Judgment of Shah & O’Kubasu JJ A was delivered under rule 32(2) of the Court of Appeal Rules.

This is second appeal against the conviction recorded and sentence passed by the senior resident magistrate S O Omwega Esq at Busia. The appellant was charged with the offence of causing grievous harm contrary to section 234 of the Penal Code. He was alleged to have unlawfully caused grievous harm to one Joanes Juma Okello on 13th day of February, 2000 at Bumutiru village, Central Marachi location in Busia District of Western Province of Kenya. He was, on 24th October, 2001, convicted of the offence and fined Shs 20,000/= in default of which payment he was to serve a term of two year imprisonment. We are told he paid the fine.

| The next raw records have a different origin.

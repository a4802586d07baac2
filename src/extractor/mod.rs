//! Operation extraction for AsyncAPI documents.
//!
//! 2.x and 3.x documents describe operations in very different places: 2.x nests
//! `publish` / `subscribe` under every channel, 3.x lists operations at the top level
//! and points them at channels. Each layout has its own extractor; both produce the
//! same normalized [`OperationInfo`] so rendering does not care about the version.
//!
//! # Example
//!
//! ```
//! use asyncapi_markdown::document::AsyncApiDocument;
//! use asyncapi_markdown::extractor::extractor_for;
//! use serde_json::json;
//!
//! let document = AsyncApiDocument::new(json!({
//!     "asyncapi": "2.6.0",
//!     "channels": { "light/measured": { "subscribe": { "message": { "payload": {} } } } }
//! }))
//! .unwrap();
//! let operations = extractor_for(document.version()).extract_operations(&document);
//! assert_eq!(operations[0].kind.label(), "SUB");
//! ```

pub mod v2;
pub mod v3;

use crate::detector::SpecVersion;
use crate::document::{AsyncApiDocument, Channel, Extensions, Message, Operation, ReplyAddress};
use crate::refs::{reference_name, reference_of};
use log::warn;
use serde_json::Value;

/// Trait for extracting operations from a loaded document.
///
/// Implementations know where one major version keeps its operations. Broken
/// operations are logged and skipped so the rest of the document still renders.
pub trait OperationExtractor {
    /// Extracts all operations in rendering order.
    fn extract_operations(&self, document: &AsyncApiDocument) -> Vec<OperationInfo>;
}

/// The extractor matching a document version.
pub fn extractor_for(version: SpecVersion) -> Box<dyn OperationExtractor> {
    match version {
        SpecVersion::V2 => Box::new(v2::V2Extractor),
        SpecVersion::V3 => Box::new(v3::V3Extractor),
    }
}

/// What an operation does from the point of view of the application.
#[derive(Debug, Clone, Copy, PartialEq, Eq, Hash)]
pub enum OperationKind {
    /// 2.x `publish`
    Publish,
    /// 2.x `subscribe`
    Subscribe,
    /// 3.x `send` without a reply
    Send,
    /// 3.x `receive` without a reply
    Receive,
    /// 3.x `send` expecting a reply
    Request,
    /// 3.x `receive` answering with a reply
    Reply,
}

impl OperationKind {
    /// Label used in operation headers
    pub fn label(self) -> &'static str {
        match self {
            OperationKind::Publish => "PUB",
            OperationKind::Subscribe => "SUB",
            OperationKind::Send => "SEND",
            OperationKind::Receive => "RECEIVE",
            OperationKind::Request => "REQUEST",
            OperationKind::Reply => "REPLY",
        }
    }

    /// Sentence introducing several messages of the operation.
    pub fn messages_preamble(self) -> &'static str {
        match self {
            OperationKind::Publish | OperationKind::Subscribe => {
                "Accepts **one of** the following messages:"
            }
            OperationKind::Send => "Sending **one of** the following messages:",
            OperationKind::Receive => "Receive **one of** the following messages:",
            OperationKind::Request | OperationKind::Reply => {
                "Request contains **one of** the following messages:"
            }
        }
    }
}

/// A message attached to an operation.
#[derive(Debug, Clone)]
pub struct MessageRef {
    /// Identifier shown in the message header; `None` for anonymous messages
    pub id: Option<String>,
    pub message: Message,
}

/// Reply side of a 3.x request/reply operation.
#[derive(Debug, Clone, Default)]
pub struct ReplyInfo {
    /// Address of the channel the reply is sent to
    pub channel_address: Option<String>,
    /// Runtime expression locating the reply address
    pub address: Option<ReplyAddress>,
    pub messages: Vec<MessageRef>,
    pub extensions: Extensions,
}

/// Everything needed to render one operation.
#[derive(Debug, Clone)]
pub struct OperationInfo {
    pub kind: OperationKind,
    /// Channel name (2.x) or address (3.x)
    pub channel_name: String,
    pub channel: Channel,
    pub operation: Operation,
    pub messages: Vec<MessageRef>,
    /// Servers the operation is restricted to; empty when available everywhere
    pub servers: Vec<String>,
    pub reply: Option<ReplyInfo>,
}

/// Resolves message values into [`MessageRef`]s, skipping broken ones.
///
/// The header id is the `messageId`, else the `name`, else the key the message was
/// referenced by.
pub(crate) fn message_refs<'a>(
    document: &AsyncApiDocument,
    values: impl IntoIterator<Item = (Option<&'a str>, &'a Value)>,
) -> Vec<MessageRef> {
    values
        .into_iter()
        .filter_map(|(key, value)| match document.message(value) {
            Ok(message) => {
                let id = message
                    .message_id
                    .clone()
                    .or_else(|| message.name.clone())
                    .or_else(|| reference_of(value).and_then(reference_name))
                    .or_else(|| key.map(str::to_string));
                Some(MessageRef { id, message })
            }
            Err(e) => {
                warn!("Skipping message: {}", e);
                None
            }
        })
        .collect()
}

The appellant’s appeal, against both the conviction and sentence, was summarily rejected by the Superior Court (Ringera J) on 10th May, 2002.

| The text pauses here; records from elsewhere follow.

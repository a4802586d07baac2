use super::{end_block, DocumentRenderer};
use crate::error::Result;
use crate::extractor::OperationInfo;
use crate::markdown::{header, indent, link, list_item, slugify};

/// Anchor of a server section.
pub(crate) fn server_anchor(name: &str) -> String {
    format!("#{}-server", slugify(name))
}

/// Anchor of an operation section.
pub(crate) fn operation_anchor(operation: &OperationInfo) -> String {
    format!(
        "#{}-operation",
        slugify(&format!("{} {}", operation.kind.label(), operation.channel_name))
    )
}

impl DocumentRenderer<'_> {
    pub(super) fn render_toc(&self, operations: &[OperationInfo]) -> Result<String> {
        let servers = self.document.servers()?;
        if servers.is_empty() && operations.is_empty() {
            return Ok(String::new());
        }

        let mut list = String::new();
        if !servers.is_empty() {
            list.push_str(&list_item(&link("Servers", "#servers")));
            for (name, _) in &servers {
                list.push_str(&indent(&list_item(&link(name, &server_anchor(name))), 2));
            }
        }
        if !operations.is_empty() {
            list.push_str(&list_item(&link("Operations", "#operations")));
            for operation in operations {
                let text = format!("{} {}", operation.kind.label(), operation.channel_name);
                list.push_str(&indent(&list_item(&link(&text, &operation_anchor(operation))), 2));
            }
        }

        let mut out = header(2, "Table of Contents");
        out.push_str(&list);
        end_block(&mut out);
        Ok(out)
    }
}

#[cfg(test)]
mod tests {
    use crate::document::AsyncApiDocument;
    use crate::extractor::extractor_for;
    use crate::renderer::{DocumentRenderer, RenderConfig};
    use pretty_assertions::assert_eq;
    use serde_json::{json, Value};

    fn render_toc(document: Value) -> String {
        let document = AsyncApiDocument::new(document).unwrap();
        let operations = extractor_for(document.version()).extract_operations(&document);
        let config = RenderConfig::default();
        DocumentRenderer::new(&document, &config)
            .render_toc(&operations)
            .unwrap()
    }

    #[test]
    fn test_render_toc() {
        let markdown = render_toc(json!({
            "asyncapi": "2.6.0",
            "servers": {
                "production": {},
                "testing": {},
                "canary": {}
            },
            "channels": {
                "testChannel": { "publish": {}, "subscribe": {} },
                "smartylighting/streetlights/1/0": { "subscribe": {} },
                "smartylighting/streetlights": { "publish": {} }
            }
        }));

        let expected = "\
## Table of Contents

* [Servers](#servers)
  * [production](#production-server)
  * [testing](#testing-server)
  * [canary](#canary-server)
* [Operations](#operations)
  * [PUB testChannel](#pub-testchannel-operation)
  * [SUB testChannel](#sub-testchannel-operation)
  * [SUB smartylighting/streetlights/1/0](#sub-smartylightingstreetlights10-operation)
  * [PUB smartylighting/streetlights](#pub-smartylightingstreetlights-operation)

";
        assert_eq!(markdown, expected);
    }

    #[test]
    fn test_toc_of_v3_operations() {
        let markdown = render_toc(json!({
            "asyncapi": "3.0.0",
            "channels": {
                "userSignedUp": { "address": "user/signedup", "messages": {} }
            },
            "operations": {
                "onUserSignUp": {
                    "action": "receive",
                    "channel": { "$ref": "#/channels/userSignedUp" }
                }
            }
        }));

        assert_eq!(
            markdown,
            "## Table of Contents\n\n* [Operations](#operations)\n  * [RECEIVE user/signedup](#receive-usersignedup-operation)\n\n"
        );
    }

    #[test]
    fn test_empty_toc() {
        assert_eq!(render_toc(json!({ "asyncapi": "2.6.0" })), "");
    }
}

Such rejection was under section 352(2) of the Criminal Procedure Code.

This appeal is against the said rejection. There is only one ground of appeal which reads:

“That the learned judge erred in law in summarily rejecting the appeal in the Superior Court when the petition of appeal raised both points of law and fact that required hearing on merits.”

It becomes necessary for us, therefore, to look at the grounds of appeal which were before the Superior Court which are:

“1 The trial magistrate failed to hold that the appellant was (sic) ought to have been complainant against PW 1.

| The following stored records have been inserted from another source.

//! Display types for schema nodes.
//!
//! [`infer_type`] looks at the raw keywords of a node and decides on a JSON type label
//! (or a set of them); [`schema_type`] turns that into the text shown in the Type column,
//! expanding arrays into `array<T>` / `tuple<...>` and appending the combinator name.

use serde_json::Value;

use super::{Items, ObjectSchema, SchemaArena, SchemaId, SchemaNode, TypeKeyword};

/// Type of `true`, `{}` and schemas without any type-implying keyword
pub const ANY: &str = "any";
/// Type of `false` and of schemas negating an unconstrained schema
pub const NEVER: &str = "never";
/// Type of nodes that are not schemas at all
pub const UNKNOWN: &str = "unknown";
/// Placeholder used when a type expression refers back to a node being typed
pub const CIRCULAR: &str = "[CIRCULAR]";

/// JSON types a `type` keyword may name
pub const JSON_SCHEMA_TYPES: &[&str] = &[
    "string", "number", "integer", "boolean", "array", "object", "null",
];

/// Result of type inference before display formatting.
#[derive(Debug, Clone, PartialEq, Eq)]
pub enum InferredType {
    /// Type-implying keywords or a combinator are present but no label applies
    Empty,
    Single(String),
    Multiple(Vec<String>),
}

impl InferredType {
    /// Whether the inferred label set names `label`
    pub fn includes(&self, label: &str) -> bool {
        match self {
            InferredType::Empty => false,
            InferredType::Single(single) => single == label,
            InferredType::Multiple(labels) => labels.iter().any(|l| l == label),
        }
    }

    fn from_labels(mut labels: Vec<String>) -> Self {
        if labels.len() == 1 {
            InferredType::Single(labels.remove(0))
        } else {
            InferredType::Multiple(labels)
        }
    }
}

/// Infer the raw type of a node.
pub fn infer_type(arena: &SchemaArena, id: SchemaId) -> InferredType {
    match arena.node(id) {
        SchemaNode::Bool(true) => InferredType::Single(ANY.to_string()),
        SchemaNode::Bool(false) => InferredType::Single(NEVER.to_string()),
        SchemaNode::Unresolved(_) => InferredType::Single(UNKNOWN.to_string()),
        SchemaNode::Object(schema) => infer_object_type(schema),
    }
}

fn infer_object_type(schema: &ObjectSchema) -> InferredType {
    match &schema.schema_type {
        Some(TypeKeyword::Single(label)) => return InferredType::Single(label.clone()),
        Some(TypeKeyword::Multiple(labels)) => {
            let mut labels = labels.clone();
            // `integer` is redundant next to `number`
            if labels.iter().any(|l| l == "integer") && labels.iter().any(|l| l == "number") {
                labels.retain(|l| l != "integer");
            }
            return InferredType::from_labels(labels);
        }
        None => {}
    }

    if let Some(value) = &schema.const_value {
        return InferredType::Single(value_type(value).to_string());
    }

    if let Some(values) = schema.enum_values.as_ref().filter(|values| !values.is_empty()) {
        let mut labels: Vec<String> = Vec::new();
        for value in values {
            let label = value_type(value).to_string();
            if !labels.contains(&label) {
                labels.push(label);
            }
        }
        return InferredType::from_labels(labels);
    }

    if schema.has_structural_keyword() || combined_type(schema).is_some() {
        return InferredType::Empty;
    }

    InferredType::Single(ANY.to_string())
}

/// JSON type label of a literal value; whole numbers are `integer`.
pub fn value_type(value: &Value) -> &'static str {
    match value {
        Value::Null => "null",
        Value::Bool(_) => "boolean",
        Value::Number(number) => {
            let whole = number.is_i64()
                || number.is_u64()
                || number.as_f64().map(|f| f.fract() == 0.0).unwrap_or(false);
            if whole {
                "integer"
            } else {
                "number"
            }
        }
        Value::String(_) => "string",
        Value::Array(_) => "array",
        Value::Object(_) => "object",
    }
}

/// Name of the single combinator present (`oneOf`, `anyOf`, `allOf`).
///
/// Returns `None` when none or more than one of them is present.
pub fn combined_type(schema: &ObjectSchema) -> Option<&'static str> {
    let present: Vec<&'static str> = [
        ("oneOf", schema.one_of.is_some()),
        ("anyOf", schema.any_of.is_some()),
        ("allOf", schema.all_of.is_some()),
    ]
    .iter()
    .filter(|(_, present)| *present)
    .map(|(name, _)| *name)
    .collect();

    match present.as_slice() {
        [single] => Some(*single),
        _ => None,
    }
}

/// Displayed type of a node, e.g. `object`, `array<string>`, `string | null`,
/// `tuple<string, ...optional<any>>` or `object oneOf`.
pub fn schema_type(arena: &SchemaArena, id: SchemaId) -> String {
    let mut visiting = Vec::new();
    schema_type_guarded(arena, id, &mut visiting)
}

fn schema_type_guarded(arena: &SchemaArena, id: SchemaId, visiting: &mut Vec<SchemaId>) -> String {
    if visiting.contains(&id) {
        return CIRCULAR.to_string();
    }

    let schema = match arena.node(id) {
        SchemaNode::Bool(true) => return ANY.to_string(),
        SchemaNode::Bool(false) => return NEVER.to_string(),
        SchemaNode::Unresolved(_) => return UNKNOWN.to_string(),
        SchemaNode::Object(schema) => schema,
    };

    if schema.is_empty() {
        return ANY.to_string();
    }
    if let Some(not) = schema.not {
        if infer_type(arena, not) == InferredType::Single(ANY.to_string()) {
            return NEVER.to_string();
        }
    }

    visiting.push(id);
    let display = match infer_object_type(schema) {
        InferredType::Multiple(labels) => labels
            .iter()
            .map(|label| label_type(arena, label, schema, visiting))
            .collect::<Vec<_>>()
            .join(" | "),
        inferred => {
            let label = match inferred {
                InferredType::Single(label) => label_type(arena, &label, schema, visiting),
                _ => String::new(),
            };
            match (label.is_empty(), combined_type(schema)) {
                (false, Some(combined)) => format!("{} {}", label, combined),
                (true, Some(combined)) => combined.to_string(),
                (_, None) => label,
            }
        }
    };
    visiting.pop();
    display
}

/// Expand the `array` label using the item schemas; other labels pass through.
fn label_type(
    arena: &SchemaArena,
    label: &str,
    schema: &ObjectSchema,
    visiting: &mut Vec<SchemaId>,
) -> String {
    if label != "array" {
        return label.to_string();
    }

    match &schema.items {
        Some(Items::Tuple(ids)) => {
            let types = ids
                .iter()
                .map(|item| schema_type_guarded(arena, *item, visiting))
                .collect::<Vec<_>>()
                .join(", ");
            let types = if types.is_empty() {
                UNKNOWN.to_string()
            } else {
                types
            };

            match schema.additional_items.map(|extra| (extra, arena.node(extra))) {
                None | Some((_, SchemaNode::Bool(true))) => {
                    format!("tuple<{}, ...optional<{}>>", types, ANY)
                }
                Some((_, SchemaNode::Bool(false))) => format!("tuple<{}>", types),
                Some((extra, _)) => format!(
                    "tuple<{}, ...optional<{}>>",
                    types,
                    schema_type_guarded(arena, extra, visiting)
                ),
            }
        }
        Some(Items::Single(item)) => {
            let item_type = schema_type_guarded(arena, *item, visiting);
            if item_type.is_empty() {
                format!("array<{}>", UNKNOWN)
            } else {
                format!("array<{}>", item_type)
            }
        }
        None => format!("array<{}>", ANY),
    }
}

#[cfg(test)]
mod tests {
    use super::*;
    use serde_json::json;

    fn display(value: serde_json::Value) -> String {
        let (arena, root) = SchemaArena::from_json(&value);
        schema_type(&arena, root)
    }

    #[test]
    fn test_custom_types() {
        assert_eq!(display(json!(true)), "any");
        assert_eq!(display(json!(false)), "never");
        assert_eq!(display(json!({})), "any");
        assert_eq!(display(json!({ "not": {} })), "never");
        assert_eq!(display(json!({ "description": "free form" })), "any");
        assert_eq!(display(json!("not a schema")), "unknown");
    }

    #[test]
    fn test_explicit_types() {
        assert_eq!(display(json!({ "type": "string" })), "string");
        assert_eq!(display(json!({ "type": ["string", "null"] })), "string | null");
        assert_eq!(display(json!({ "type": ["integer", "number"] })), "number");
    }

    #[test]
    fn test_inferred_from_values() {
        assert_eq!(display(json!({ "const": 3 })), "integer");
        assert_eq!(display(json!({ "const": 2.5 })), "number");
        assert_eq!(display(json!({ "const": "on" })), "string");
        assert_eq!(display(json!({ "enum": [1, 2] })), "integer");
        assert_eq!(display(json!({ "enum": ["a", true] })), "string | boolean");
    }

    #[test]
    fn test_structural_keywords_without_type() {
        assert_eq!(display(json!({ "maxLength": 5 })), "");
        assert_eq!(display(json!({ "properties": { "a": {} } })), "");
    }

    #[test]
    fn test_array_types() {
        assert_eq!(display(json!({ "type": "array" })), "array<any>");
        assert_eq!(
            display(json!({ "type": "array", "items": { "type": "string" } })),
            "array<string>"
        );
        assert_eq!(
            display(json!({ "type": "array", "items": { "maxLength": 3 } })),
            "array<unknown>"
        );
    }

    #[test]
    fn test_tuple_types() {
        assert_eq!(
            display(json!({ "type": "array", "items": [{ "type": "string" }, { "type": "number" }] })),
            "tuple<string, number, ...optional<any>>"
        );
        assert_eq!(
            display(json!({
                "type": "array",
                "items": [{ "type": "string" }, { "type": "number" }],
                "additionalItems": false
            })),
            "tuple<string, number>"
        );
        assert_eq!(
            display(json!({
                "type": "array",
                "items": [{ "type": "string" }],
                "additionalItems": { "type": "boolean" }
            })),
            "tuple<string, ...optional<boolean>>"
        );
        assert_eq!(
            display(json!({ "type": "array", "items": [] })),
            "tuple<unknown, ...optional<any>>"
        );
    }

    #[test]
    fn test_combined_types() {
        assert_eq!(
            display(json!({ "type": "object", "oneOf": [{}, {}] })),
            "object oneOf"
        );
        assert_eq!(display(json!({ "anyOf": [{}, {}] })), "anyOf");
        assert_eq!(display(json!({ "oneOf": [{}], "anyOf": [{}] })), "any");
    }

    #[test]
    fn test_recursive_array_type_terminates() {
        assert_eq!(
            display(json!({ "type": "array", "items": { "$ref": "#" } })),
            "array<[CIRCULAR]>"
        );
    }
}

2. The trial magistrate did not record the appellant’s evidence properly and hence triable issues did not come out properly.

3. The trial magistrate did not record answers given by police witnesses to questions by the appellant in crossexamination to the effect that he had visible and serious physical injuries on his body at the time he had made a report to the police immediately after he was assaulted at his home.

4. The trial magistrate did not appreciate that the police made a total black out of the fact that it was the appellant who was seriously assaulted and that he was the first to make a police report.

5. The trial magistrate did not at all analyse defence evidence and failed to make a finding that the prosecution had not proved their case against the appellant, beyond reasonable doubt.

6. The trial magistrate did not consider mitigating factors, favourable to the appellant.

7. The sentence of Kshs 20,000/= fine with alternative sentence of 2 years was manifestly excessive regard being had to the fact the appellant had been provoked and seriously injured.”

The appellant’s primary complaint is that the learned trial magistrate did not sufficiently or at all consider his defence and that he considered the prosecution case in isolation, that is to say, without considering the effect of the defence case on the prosecution case. There was evidence before the magistrate to the effect that the appellant was injured and that the age of the injuries was such as to lead one to believe that the same were inflicted on the appellant at the time he was alleged to have assaulted the complainant.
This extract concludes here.